Effect of Liver Function on Amlodipine Clearance
Amlodipine clearance is significantly reduced in patients with hepatic impairment, requiring dose adjustment due to its extensive hepatic metabolism and prolonged half-life in these patients. 1
Pharmacokinetics of Amlodipine
Amlodipine is extensively metabolized in the liver, with approximately 90% of the drug converted to inactive metabolites via hepatic metabolism. The elimination from plasma is biphasic with a terminal elimination half-life of about 30-50 hours in healthy individuals 1. Key pharmacokinetic characteristics include:
- Oral bioavailability: 64-90%
- Protein binding: Approximately 93% bound to plasma proteins
- Volume of distribution: Large (21 L/kg)
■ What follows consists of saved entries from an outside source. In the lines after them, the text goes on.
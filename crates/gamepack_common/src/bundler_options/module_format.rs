use std::{fmt::Display, str::FromStr};

use gamepack_error::BundlerError;

#[derive(Debug, Clone, Copy, Default, PartialEq, Eq)]
pub enum ModuleFormat {
  #[default]
  Cjs,
  Esm,
  Umd,
}

impl ModuleFormat {
  #[inline]
  pub fn keep_esm_import_export_syntax(&self) -> bool {
    matches!(self, Self::Esm)
  }

  /// UMD artifacts expose their exports under a global name outside module systems.
  #[inline]
  pub fn requires_global_name(&self) -> bool {
    matches!(self, Self::Umd)
  }
}

impl FromStr for ModuleFormat {
  type Err = BundlerError;

  fn from_str(s: &str) -> Result<Self, Self::Err> {
    let format = s.to_ascii_lowercase();
    match format.as_str() {
      "cjs" => Ok(Self::Cjs),
      "esm" => Ok(Self::Esm),
      "umd" => Ok(Self::Umd),
      _ => Err(BundlerError::UnsupportedModuleFormat(format)),
    }
  }
}

impl Display for ModuleFormat {
  fn fmt(&self, f: &mut std::fmt::Formatter<'_>) -> std::fmt::Result {
    match self {
      Self::Cjs => write!(f, "cjs"),
      Self::Esm => write!(f, "esm"),
      Self::Umd => write!(f, "umd"),
    }
  }
}

#[test]
fn test_module_format_from_str() {
  assert_eq!("cjs".parse::<ModuleFormat>().unwrap(), ModuleFormat::Cjs);
  assert_eq!("ESM".parse::<ModuleFormat>().unwrap(), ModuleFormat::Esm);
  assert_eq!("Umd".parse::<ModuleFormat>().unwrap(), ModuleFormat::Umd);
  assert!(matches!(
    "IIFE".parse::<ModuleFormat>(),
    Err(BundlerError::UnsupportedModuleFormat(format)) if format == "iife"
  ));
  assert_eq!(ModuleFormat::Umd.to_string(), "umd");
}
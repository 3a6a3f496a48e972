// A wrapper around the `oxc_resolver` crate reading through `gamepack_fs::FileSystem`.

mod builtin_modules;
mod error;
mod resolver;

pub use crate::{
  builtin_modules::is_node_builtin_module,
  error::ResolveError,
  resolver::{ResolveOptions, ResolveReturn, Resolver},
};
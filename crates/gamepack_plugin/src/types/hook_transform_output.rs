use gamepack_common::ModuleDefFormat;

#[derive(Debug, Default)]
pub struct HookTransformOutput {
  /// `None` keeps the code produced by previous hooks.
  pub code: Option<String>,
  pub module_def_format: Option<ModuleDefFormat>,
}
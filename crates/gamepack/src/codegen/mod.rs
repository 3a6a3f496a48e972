pub mod footer;
pub mod header;
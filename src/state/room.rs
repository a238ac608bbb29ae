use super::AppState;
use crate::error::{GameError, GameResult};
use crate::protocol::{LeaveOutcome, RoomInfo};
use crate::store::StoreError;
use crate::types::*;
use chrono::Utc;
use rand::Rng;

/// Safe character set for room codes (excludes 0/O, 1/I/L to avoid confusion)
const CODE_CHARS: &[u8] = b"ABCDEFGHJKMNPQRSTUVWXYZ23456789";
const CODE_LENGTH: usize = 6;
const MAX_CODE_ATTEMPTS: usize = 8;

/// Generate a random room code
fn generate_room_code() -> String {
    let mut rng = rand::rng();
    (0..CODE_LENGTH)
        .map(|_| CODE_CHARS[rng.random_range(0..CODE_CHARS.len())] as char)
        .collect()
}

impl AppState {
    /// Trim and validate a display name
    pub fn validate_name(&self, raw: &str) -> GameResult<String> {
        let name = raw.trim();
        if name.is_empty() {
            return Err(GameError::Validation("Player name is required".to_string()));
        }
        if name.chars().count() > self.config.max_name_chars {
            return Err(GameError::Validation(format!(
                "Player name must be at most {} characters",
                self.config.max_name_chars
            )));
        }
        Ok(name.to_string())
    }

    /// Create a room whose first player is its host
    pub async fn create_room(&self, player_name: &str) -> GameResult<(RoomSnapshot, Player)> {
        let name = self.validate_name(player_name)?;

        for _ in 0..MAX_CODE_ATTEMPTS {
            let room_id = generate_room_code();
            let host = Player::new(&room_id, name.clone(), true);
            let now = Utc::now();
            let room = Room {
                id: room_id.clone(),
                name: name.clone(),
                host_id: host.id.clone(),
                status: RoomStatus::Waiting,
                max_players: self.config.max_players,
                current_round: 0,
                current_theme: None,
                current_word: None,
                played_words: Vec::new(),
                version: 1,
                created_at: now,
                updated_at: now,
            };

            match self
                .store
                .insert_room(room, host.clone(), GameState::new(&room_id))
                .await
            {
                Ok(()) => {
                    tracing::info!(room_id = %room_id, player_id = %host.id, "Room created");
                    let snapshot = self.load_room(&room_id).await?;
                    return Ok((snapshot, host));
                }
                // Code collision, try another one
                Err(StoreError::Duplicate { .. }) => continue,
                Err(e) => return Err(e.into()),
            }
        }

        Err(GameError::Store(StoreError::Unavailable(
            "could not allocate a unique room code".to_string(),
        )))
    }

    /// Rooms still accepting players, newest first
    pub async fn list_open_rooms(&self) -> GameResult<Vec<RoomSnapshot>> {
        Ok(self.store.list_rooms(Some(RoomStatus::Waiting)).await?)
    }

    pub async fn get_room(&self, room_id: &str) -> GameResult<RoomSnapshot> {
        self.load_room(room_id).await
    }

    /// Join a room, or refresh the session of an existing player with the same name
    pub async fn join_room(&self, room_id: &str, player_name: &str) -> GameResult<Player> {
        let name = self.validate_name(player_name)?;
        let snapshot = self.load_room(room_id).await?;

        if let Some(existing) = snapshot.players.iter().find(|p| p.name == name) {
            let mut player = existing.clone();
            player.refresh_session();
            self.store.update_player(player.clone()).await?;
            self.touch_room(snapshot.room).await?;
            tracing::info!(room_id, player_id = %player.id, "Player rejoined");
            return Ok(player);
        }

        if snapshot.players.len() >= snapshot.room.max_players {
            return Err(GameError::Capacity(snapshot.room.max_players));
        }
        if snapshot.room.status != RoomStatus::Waiting {
            return Err(GameError::State("The game has already started".to_string()));
        }

        let player = Player::new(room_id, name, false);
        self.store.insert_player(player.clone()).await?;

        self.touch_room(snapshot.room).await?;

        tracing::info!(room_id, player_id = %player.id, "Player joined");
        Ok(player)
    }

    /// Remove a player. If they were the host, the whole room goes with them.
    pub async fn remove_player(&self, room_id: &str, player_id: &str) -> GameResult<LeaveOutcome> {
        let snapshot = self.load_room(room_id).await?;
        let player = snapshot
            .player(player_id)
            .ok_or(GameError::NotFound("Player"))?;

        if player.is_host {
            tracing::info!(room_id, player_id, "Host left, deleting room");
            self.delete_room(room_id).await?;
            return Ok(LeaveOutcome::HostLeft);
        }

        self.store.delete_player(room_id, player_id).await?;
        tracing::info!(room_id, player_id, "Player left");

        // A room never outlives its last player
        let Some(remaining) = self.store.room(room_id).await? else {
            return Ok(LeaveOutcome::HostLeft);
        };
        if remaining.players.is_empty() {
            self.delete_room(room_id).await?;
            return Ok(LeaveOutcome::HostLeft);
        }

        self.touch_room(remaining.room.clone()).await?;

        Ok(LeaveOutcome::PlayerLeft {
            room_info: RoomInfo {
                room_name: remaining.room.name.clone(),
                player_count: remaining.players.len(),
                host_name: remaining.host().map(|h| h.name.clone()),
            },
        })
    }

    /// Mark a player as alive
    pub async fn heartbeat(&self, room_id: &str, player_id: &str) -> GameResult<()> {
        let snapshot = self.load_room(room_id).await?;
        let mut player = snapshot
            .player(player_id)
            .cloned()
            .ok_or(GameError::NotFound("Player"))?;

        let reconnected = !player.is_connected;
        player.is_connected = true;
        player.last_seen = Utc::now();
        self.store.update_player(player).await?;

        // Pollers only need a new version when the roster visibly changed
        if reconnected {
            self.touch_room(snapshot.room).await?;
            tracing::info!(room_id, player_id, "Player reconnected");
        }
        Ok(())
    }

    /// Delete a room and everything that belongs to it
    pub async fn delete_room(&self, room_id: &str) -> GameResult<bool> {
        let deleted = self.store.delete_room(room_id).await?;
        if deleted {
            tracing::info!(room_id, "Room deleted");
        }
        Ok(deleted)
    }
}
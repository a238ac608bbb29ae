use super::AppState;
use crate::error::GameResult;
use crate::protocol::{CleanupSummary, Stats};
use crate::types::*;
use chrono::{DateTime, Utc};
use std::time::Duration;

/// True if `at` lies more than `limit` before `now`
fn older_than(now: DateTime<Utc>, at: DateTime<Utc>, limit: Duration) -> bool {
    (now - at).to_std().is_ok_and(|age| age > limit)
}

/// Most recent sign of life in a room
fn last_activity(snapshot: &RoomSnapshot) -> DateTime<Utc> {
    snapshot
        .players
        .iter()
        .map(|p| p.last_seen)
        .fold(snapshot.room.updated_at, |latest, seen| latest.max(seen))
}

impl AppState {
    /// Delete every room in which no player holds the host flag
    pub async fn cleanup_orphaned_rooms(&self) -> GameResult<usize> {
        let mut deleted = 0;
        for snapshot in self.store.list_rooms(None).await? {
            if snapshot.host().is_none() && self.delete_room(&snapshot.room.id).await? {
                deleted += 1;
            }
        }

        if deleted > 0 {
            tracing::info!(deleted, "Orphaned rooms cleaned up");
        }
        Ok(deleted)
    }

    /// Full sweep: drop empty, orphaned and stale rooms, then mark players
    /// that stopped sending heartbeats as disconnected.
    pub async fn cleanup_rooms(&self, now: DateTime<Utc>) -> GameResult<CleanupSummary> {
        let mut summary = CleanupSummary::default();

        for snapshot in self.store.list_rooms(None).await? {
            let room_id = snapshot.room.id.as_str();

            if snapshot.players.is_empty() {
                if self.delete_room(room_id).await? {
                    summary.empty_rooms += 1;
                }
                continue;
            }
            if snapshot.host().is_none() {
                if self.delete_room(room_id).await? {
                    summary.orphaned_rooms += 1;
                }
                continue;
            }
            if older_than(now, last_activity(&snapshot), self.config.room_stale_after) {
                if self.delete_room(room_id).await? {
                    summary.stale_rooms += 1;
                }
                continue;
            }

            let mut disconnected = 0;
            for player in &snapshot.players {
                let timed_out = older_than(now, player.last_seen, self.config.player_timeout);
                if player.is_connected && timed_out {
                    let mut player = player.clone();
                    player.is_connected = false;
                    tracing::debug!(room_id, player_id = %player.id, "Player timed out");
                    self.store.update_player(player).await?;
                    disconnected += 1;
                }
            }

            if disconnected > 0 {
                // A timeout is not activity, so updated_at keeps driving staleness
                let mut room = snapshot.room.clone();
                room.bump_version();
                self.store.update_room(room).await?;
                summary.disconnected_players += disconnected;
            }
        }

        summary.total_cleaned = summary.orphaned_rooms
            + summary.empty_rooms
            + summary.stale_rooms
            + summary.disconnected_players;

        if summary.total_cleaned > 0 {
            tracing::info!(
                orphaned = summary.orphaned_rooms,
                empty = summary.empty_rooms,
                stale = summary.stale_rooms,
                disconnected = summary.disconnected_players,
                "Cleanup sweep finished"
            );
        }
        Ok(summary)
    }

    pub async fn stats(&self) -> GameResult<Stats> {
        let rooms = self.store.list_rooms(None).await?;
        Ok(Stats {
            total_rooms: rooms.len(),
            active_rooms: rooms
                .iter()
                .filter(|r| r.room.status != RoomStatus::Finished)
                .count(),
            total_players: rooms.iter().map(|r| r.players.len()).sum(),
        })
    }
}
- Metabolism: Primarily hepatic with no significant first-pass effect
- Elimination: 10% of parent compound and 60% of metabolites excreted in urine
Impact of Hepatic Impairment
Altered Pharmacokinetics
- Patients with hepatic insufficiency have decreased clearance of amlodipine resulting in a 40-60% increase in AUC (Area Under the Curve) 1
- The plasma elimination half-life is prolonged to approximately 56 hours in patients with impaired hepatic function 1
- Hepatic impairment affects the activity of drug-metabolizing enzymes responsible for amlodipine metabolism 2
Clinical Implications
Dosing recommendations:
Monitoring parameters:
- Blood pressure response
- Signs of excessive hypotension
- Adverse effects related to drug accumulation
Comparison with Other Cardiovascular Drugs
Drugs with high hepatic extraction ratios (e.g., diltiazem, lidocaine, metoprolol, nifedipine, propranolol, and verapamil) are rapidly metabolized, and their clearance depends primarily on hepatic blood flow, which decreases with liver disease 2. In contrast, amlodipine has a low intrinsic clearance and is slowly metabolized, with elimination primarily dependent on hepatic metabolizing capacity rather than blood flow 2.
Special Considerations
Drug Interactions
- Strong CYP3A inhibitors (e.g., itraconazole, clarithromycin) may increase plasma concentrations of amlodipine to a greater extent in patients with hepatic impairment 1
- Co-administration of diltiazem with amlodipine resulted in a 60% increase in amlodipine systemic exposure, which could be more pronounced in patients with liver disease 1
Monitoring Recommendations
- More frequent monitoring of blood pressure and adverse effects is warranted in patients with hepatic impairment
- Consider monitoring liver function periodically during long-term therapy, especially with higher doses
Clinical Approach to Amlodipine Use in Liver Disease
- Assessment: Evaluate severity of hepatic impairment before initiating therapy
- Dosing: Start with lower initial dose (typically 2.5 mg daily instead of 5 mg)
- Titration: Increase dose more gradually than in patients with normal liver function
- Monitoring: Monitor for signs of excessive drug effect (hypotension, peripheral edema)
- Drug interactions: Avoid or use with caution medications that inhibit CYP3A4
Conclusion
Hepatic impairment significantly affects amlodipine clearance, resulting in higher plasma concentrations and prolonged half-life. Dose adjustment and careful monitoring are essential when prescribing amlodipine to patients with liver disease to minimize adverse effects while maintaining therapeutic efficacy.